Saphenous vein grafts (SVG) are the most common type of graft used in coronary artery bypass graft surgery. Graft attrition rate, however, is high, at 15% at 1 year and up to 45% at 5 years, and with the risks of repeat surgery not being negligible, percutaneous coronary intervention (PCI) is the preferred treatment when revascularization is indicated. SVG interventions represent 6% to 15% of all PCIs, a figure that may increase given some evidence that SVG stenoses of 30% to 60% may benefit from stent implantation. Small, randomized trials and subsequent meta-analyses comparing drug-eluting stents (DES) to bare-metal stents (BMS) in SVG PCI have favored the use of DES in this setting. In the largest randomized trial, Is Drug-Eluting Stenting Associated With Improved Results in Coronary Artery Bypass Grafts? (ISAR-CABG), DES were found to be superior to BMS with regard to major adverse cardiac events (MACEs) and ischemia-driven target lesion revascularization (TLR) and target vessel revascularization (TVR). However, other smaller trials failed to show similar benefits. A previous study by our group comparing clinical outcomes at 2 years in patients with SVG PCI with either BMS or first-generation DES suggested that the latter were associated with reduced revascularization rates. In recent years and with the evolution of stent technology, newer generation DES have been used for the treatment of SVG disease. To date, however, there are no published data, to our knowledge, with regard to their safety and efficacy at short-term and midterm follow-up. Here, we report and compare short-term and midterm clinical outcomes in patients who underwent SVG PCI with either first- or second-generation DES at 2 high-volume centers in Milan, Italy.
Methods
All consecutive patients successfully treated with paclitaxel-eluting stents or sirolimus-eluting stents from April 2002 to March 2006, as well as consecutive patients successfully treated with either everolimus-eluting or zotarolimus-eluting stents from January 2005 to April 2011 in whom 18-month follow-up was available were included in the study. We thus identified 127 consecutive patients (with 143 lesions) who underwent percutaneous revascularization of SVG lesions with first-generation DES (the first-generation DES group) and 84 consecutive patients (with 100 lesions) with second-generation DES (the second-generation DES group). Patients were excluded if any of the following were present: acute myocardial infarction <1week before the index procedure, implantation of a covered stent, or inability to cross the lesion with a guidewire. All patients provided informed consent for the procedure and subsequent data collection and analysis for research purposes. Diabetes mellitus was defined as fasting blood glucose >126 mg/dl, self-reported diabetes, or treatment with antidiabetic medications. Hypercholesterolemia was defined as total serum cholesterol >240 mg/dl, self-reported history of hypercholesterolemia, or current lipid-lowering treatment. Hypertension was defined as previously documented systolic blood pressure >140 mm Hg and/or diastolic blood pressure >80 mm Hg, self-reported history of hypertension, or treatment with antihypertensive medication. All patients were pretreated with aspirin and either ticlopidine or clopidogrel. A 300- or 600-mg loading dose of clopidogrel before the index procedure was administered if a patient was not pretreated. Intravenous heparin was administered to maintain an activated clotting time >250 seconds during the procedure. Platelet glycoprotein IIb/IIIa receptor inhibitors, an interventional approach, and intravascular ultrasound were used at the operator’s discretion. After the procedure, all patients were prescribed lifelong aspirin therapy and clopidogrel or ticlopidine for ≥6 or 12 months.

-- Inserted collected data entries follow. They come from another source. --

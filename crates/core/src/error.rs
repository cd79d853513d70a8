//! Defines the error type for manual loading and entry building.

use folio_layout::LayoutError;
use folio_traits::ResourceError;
use thiserror::Error;

#[derive(Error, Debug)]
pub enum ManualError {
    #[error("Resource error: {0}")]
    Resource(#[from] ResourceError),
    #[error("JSON serialization/deserialization error: {0}")]
    Json(#[from] serde_json::Error),
    #[error("Layout error: {0}")]
    Layout(String),
    #[error("Configuration error: {0}")]
    Config(String),
    #[error("I/O error: {0}")]
    Io(#[from] std::io::Error),
    #[error("Load superseded: started in generation {expected}, store is at {found}")]
    Stale { expected: u64, found: u64 },
    #[error("No entry named '{0}'")]
    EntryNotFound(String),
    #[error("Other manual error: {0}")]
    Other(String),
}

impl From<LayoutError> for ManualError {
    fn from(e: LayoutError) -> Self {
        ManualError::Layout(e.to_string())
    }
}

impl ManualError {
    pub fn is_stale(&self) -> bool {
        matches!(self, ManualError::Stale { .. })
    }
}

Clinical follow-up was performed by clinic visit or by telephone interview. Because of the different time periods in which stents were implanted in the 2 groups and the resultant marked difference in clinical follow-up duration available, we censored events occurring after 18 months in the 2 groups. Clinical outcomes reported represent patient-specific data unless otherwise stated. The measured end points were MACEs, defined as composite of all-cause death, myocardial infarction (including periprocedural), and TVR. Death was considered cardiac in origin unless obvious noncardiac causes were identified. We defined postprocedural non-Q-wave myocardial infarction as a creatinine kinase-MB elevation of >3 times the upper limit of normal. Creatinine kinase was routinely measured after PCI in all patients at the 2 centers. Nonprocedural or spontaneous MI was defined as an elevation of troponin above the upper range limit in combination with ≥1 of the following: symptoms of ischemia, electrocardiographic changes indicative of new ischemia, or the development of pathologic Q waves on electrocardiography. TLR was defined as repeat revascularization for the lesion in the previously treated segment or in the adjacent 5 mm. The occurrence of stent thrombosis was defined on the basis of the Academic Research Consortium definition. A chronic total occlusion was defined as complete occlusion with Thrombolysis In Myocardial Infarction (TIMI) flow grade 0 lasting ≥3 months. The ejection fraction was defined as normal if >55%. Procedural success was defined as completion of the procedure with no in-laboratory complications, final TIMI flow grade 3, and residual stenosis <20%.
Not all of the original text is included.